• _EXERCISE_: From the first line to the last, set down the data exactly as given.

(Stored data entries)
<<<<
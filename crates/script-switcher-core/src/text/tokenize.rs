/// Classification of a token produced by [`tokenize`].
#[derive(Copy, Clone, Debug, Eq, PartialEq)]
pub enum UnitKind {
    /// Maximal run of non-delimiter characters.
    Word,
    /// A single non-whitespace delimiter character.
    Delimiter,
    /// A single whitespace delimiter character.
    Whitespace,
}

/// A single addressable token of a text span.
///
/// Offsets are byte offsets into the tokenized input. `content` borrows the
/// input slice, so units are referenced rather than copied until rewrite.
#[derive(Clone, Debug, Eq, PartialEq)]
pub struct TextUnit<'a> {
    pub start: usize,
    pub end: usize,
    pub content: &'a str,
    pub kind: UnitKind,
}

impl TextUnit<'_> {
    /// Returns `true` when the unit's content trims to nothing.
    #[must_use]
    pub fn is_blank(&self) -> bool {
        self.content.trim().is_empty()
    }
}

/// Paragraph-granularity delimiter alphabet: CR, LF, VT and the Unicode
/// line/paragraph separators.
///
/// TAB and space are deliberately absent so that space-joined runs stay
/// together when a span is split at paragraph granularity.
pub const LINE_BREAK_DELIMITERS: [char; 5] = ['\r', '\n', '\u{000B}', '\u{2028}', '\u{2029}'];

/// Word-granularity delimiter alphabet used for font-boundary-aware splits.
pub const WORD_DELIMITERS: [char; 13] = [
    ' ', ',', '\t', '\r', '\n', '\u{000B}', '\u{2028}', '\u{2029}', '(', ')', '-', '=', '/',
];

/// Word alphabet extended with terminal punctuation; used when splitting for
/// script detection and font substitution.
pub const WORD_DELIMITERS_WITH_PUNCT: [char; 18] = [
    ' ', ',', '\t', '\r', '\n', '\u{000B}', '\u{2028}', '\u{2029}', '(', ')', '-', '=', '/', '.',
    ';', ':', '!', '?',
];

/// Splits `text` into ordered units along `delimiters`.
///
/// Every maximal run of non-delimiter characters becomes one `Word` unit and
/// every delimiter character becomes its own single-character unit,
/// classified [`UnitKind::Whitespace`] when `char::is_whitespace` holds and
/// [`UnitKind::Delimiter`] otherwise.
///
/// Invariants:
/// - concatenating unit contents in order reproduces `text` exactly
/// - no unit has zero length
/// - empty input yields an empty vec
#[must_use]
pub fn tokenize<'a>(text: &'a str, delimiters: &[char]) -> Vec<TextUnit<'a>> {
    let mut units = Vec::new();
    let mut word_start: Option<usize> = None;

    for (idx, ch) in text.char_indices() {
        if !delimiters.contains(&ch) {
            word_start.get_or_insert(idx);
            continue;
        }

        if let Some(start) = word_start.take() {
            units.push(TextUnit {
                start,
                end: idx,
                content: &text[start..idx],
                kind: UnitKind::Word,
            });
        }

        let end = idx + ch.len_utf8();
        let kind = if ch.is_whitespace() {
            UnitKind::Whitespace
        } else {
            UnitKind::Delimiter
        };
        units.push(TextUnit {
            start: idx,
            end,
            content: &text[idx..end],
            kind,
        });
    }

    if let Some(start) = word_start {
        units.push(TextUnit {
            start,
            end: text.len(),
            content: &text[start..],
            kind: UnitKind::Word,
        });
    }

    units
}

#[cfg(test)]
mod tests {
    #![allow(clippy::unwrap_used, clippy::expect_used)]

    use super::*;

    fn reassemble(units: &[TextUnit<'_>]) -> String {
        units.iter().map(|u| u.content).collect()
    }

    #[test]
    fn empty_input_yields_no_units() {
        assert!(tokenize("", &WORD_DELIMITERS).is_empty());
    }

    #[test]
    fn concatenation_reconstructs_input_exactly() {
        let text = "word1  word2\nword3 (x)=a/b";
        let units = tokenize(text, &WORD_DELIMITERS);
        assert_eq!(reassemble(&units), text);

        let units = tokenize(text, &LINE_BREAK_DELIMITERS);
        assert_eq!(reassemble(&units), text);
    }

    #[test]
    fn delimiters_become_single_character_units() {
        let units = tokenize("a--b", &WORD_DELIMITERS);
        assert_eq!(units.len(), 4);
        assert_eq!(units[1].content, "-");
        assert_eq!(units[1].kind, UnitKind::Delimiter);
        assert_eq!(units[2].content, "-");
    }

    #[test]
    fn whitespace_and_punctuation_classify_separately() {
        let units = tokenize("a b,c", &WORD_DELIMITERS);
        let kinds: Vec<UnitKind> = units.iter().map(|u| u.kind).collect();
        assert_eq!(
            kinds,
            vec![
                UnitKind::Word,
                UnitKind::Whitespace,
                UnitKind::Word,
                UnitKind::Delimiter,
                UnitKind::Word,
            ]
        );
    }

    #[test]
    fn line_break_alphabet_keeps_spaced_runs_together() {
        let units = tokenize("one two\nthree four", &LINE_BREAK_DELIMITERS);
        assert_eq!(units.len(), 3);
        assert_eq!(units[0].content, "one two");
        assert_eq!(units[0].kind, UnitKind::Word);
        assert_eq!(units[1].content, "\n");
        assert_eq!(units[1].kind, UnitKind::Whitespace);
        assert_eq!(units[2].content, "three four");
    }

    #[test]
    fn offsets_index_the_original_text() {
        let text = "ab\u{2028}cd";
        let units = tokenize(text, &LINE_BREAK_DELIMITERS);
        for unit in &units {
            assert_eq!(&text[unit.start..unit.end], unit.content);
            assert!(unit.start < unit.end);
        }
    }

    #[test]
    fn multibyte_words_tokenize_with_correct_boundaries() {
        let text = "লেখা কলম";
        let units = tokenize(text, &WORD_DELIMITERS);
        assert_eq!(units.len(), 3);
        assert_eq!(units[0].content, "লেখা");
        assert_eq!(units[2].content, "কলম");
        assert_eq!(reassemble(&units), text);
    }
}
>>>>
• _FINISHED EXERCISE_:
filename crates/script-switcher-core/src/text/tokenize.rs
/// Classification of a token produced by [`tokenize`].
#[derive(Copy, Clone, Debug, Eq, PartialEq)]
pub enum UnitKind {
    /// Maximal run of non-delimiter characters.
    Word,
    /// A single non-whitespace delimiter character.
    Delimiter,
    /// A single whitespace delimiter character.
    Whitespace,
}

/// A single addressable token of a text span.
///
/// Offsets are byte offsets into the tokenized input. `content` borrows the
/// input slice, so units are referenced rather than copied until rewrite.
#[derive(Clone, Debug, Eq, PartialEq)]
pub struct TextUnit<'a> {
    pub start: usize,
    pub end: usize,
    pub content: &'a str,
    pub kind: UnitKind,
}

impl TextUnit<'_> {
    /// Returns `true` when the unit's content trims to nothing.
    #[must_use]
    pub fn is_blank(&self) -> bool {
        self.content.trim().is_empty()
    }
}

/// Paragraph-granularity delimiter alphabet: CR, LF, VT and the Unicode
/// line/paragraph separators.
///
/// TAB and space are deliberately absent so that space-joined runs stay
/// together when a span is split at paragraph granularity.
pub const LINE_BREAK_DELIMITERS: [char; 5] = ['\r', '\n', '\u{000B}', '\u{2028}', '\u{2029}'];

/// Word-granularity delimiter alphabet used for font-boundary-aware splits.
pub const WORD_DELIMITERS: [char; 13] = [
    ' ', ',', '\t', '\r', '\n', '\u{000B}', '\u{2028}', '\u{2029}', '(', ')', '-', '=', '/',
];

/// Word alphabet extended with terminal punctuation; used when splitting for
/// script detection and font substitution.
pub const WORD_DELIMITERS_WITH_PUNCT: [char; 18] = [
    ' ', ',', '\t', '\r', '\n', '\u{000B}', '\u{2028}', '\u{2029}', '(', ')', '-', '=', '/', '.',
    ';', ':', '!', '?',
];

/// Splits `text` into ordered units along `delimiters`.
///
/// Every maximal run of non-delimiter characters becomes one `Word` unit and
/// every delimiter character becomes its own single-character unit,
/// classified [`UnitKind::Whitespace`] when `char::is_whitespace` holds and
/// [`UnitKind::Delimiter`] otherwise.
///
/// Invariants:
/// - concatenating unit contents in order reproduces `text` exactly
/// - no unit has zero length
/// - empty input yields an empty vec
#[must_use]
pub fn tokenize<'a>(text: &'a str, delimiters: &[char]) -> Vec<TextUnit<'a>> {
    let mut units = Vec::new();
    let mut word_start: Option<usize> = None;

    for (idx, ch) in text.char_indices() {
        if !delimiters.contains(&ch) {
            word_start.get_or_insert(idx);
            continue;
        }

        if let Some(start) = word_start.take() {
            units.push(TextUnit {
                start,
                end: idx,
                content: &text[start..idx],
                kind: UnitKind::Word,
            });
        }

        let end = idx + ch.len_utf8();
        let kind = if ch.is_whitespace() {
            UnitKind::Whitespace
        } else {
            UnitKind::Delimiter
        };
        units.push(TextUnit {
            start: idx,
            end,
            content: &text[idx..end],
            kind,
        });
    }

    if let Some(start) = word_start {
        units.push(TextUnit {
            start,
            end: text.len(),
            content: &text[start..],
            kind: UnitKind::Word,
        });
    }

    units
}

#[cfg(test)]
mod tests {
    #![allow(clippy::unwrap_used, clippy::expect_used)]

    use super::*;

    fn reassemble(units: &[TextUnit<'_>]) -> String {
        units.iter().map(|u| u.content).collect()
    }

    #[test]
    fn empty_input_yields_no_units() {
        assert!(tokenize("", &WORD_DELIMITERS).is_empty());
    }

    #[test]
    fn concatenation_reconstructs_input_exactly() {
        let text = "word1  word2\nword3 (x)=a/b";
        let units = tokenize(text, &WORD_DELIMITERS);
        assert_eq!(reassemble(&units), text);

        let units = tokenize(text, &LINE_BREAK_DELIMITERS);
        assert_eq!(reassemble(&units), text);
    }

    #[test]
    fn delimiters_become_single_character_units() {
        let units = tokenize("a--b", &WORD_DELIMITERS);
        assert_eq!(units.len(), 4);
        assert_eq!(units[1].content, "-");
        assert_eq!(units[1].kind, UnitKind::Delimiter);
        assert_eq!(units[2].content, "-");
    }

    #[test]
    fn whitespace_and_punctuation_classify_separately() {
        let units = tokenize("a b,c", &WORD_DELIMITERS);
        let kinds: Vec<UnitKind> = units.iter().map(|u| u.kind).collect();
        assert_eq!(
            kinds,
            vec![
                UnitKind::Word,
                UnitKind::Whitespace,
                UnitKind::Word,
                UnitKind::Delimiter,
                UnitKind::Word,
            ]
        );
    }

    #[test]
    fn line_break_alphabet_keeps_spaced_runs_together() {
        let units = tokenize("one two\nthree four", &LINE_BREAK_DELIMITERS);
        assert_eq!(units.len(), 3);
        assert_eq!(units[0].content, "one two");
        assert_eq!(units[0].kind, UnitKind::Word);
        assert_eq!(units[1].content, "\n");
        assert_eq!(units[1].kind, UnitKind::Whitespace);
        assert_eq!(units[2].content, "three four");
    }

    #[test]
    fn offsets_index_the_original_text() {
        let text = "ab\u{2028}cd";
        let units = tokenize(text, &LINE_BREAK_DELIMITERS);
        for unit in &units {
            assert_eq!(&text[unit.start..unit.end], unit.content);
            assert!(unit.start < unit.end);
        }
    }

    #[test]
    fn multibyte_words_tokenize_with_correct_boundaries() {
        let text = "লেখা কলম";
        let units = tokenize(text, &WORD_DELIMITERS);
        assert_eq!(units.len(), 3);
        assert_eq!(units[0].content, "লেখা");
        assert_eq!(units[2].content, "কলম");
        assert_eq!(reassemble(&units), text);
    }
}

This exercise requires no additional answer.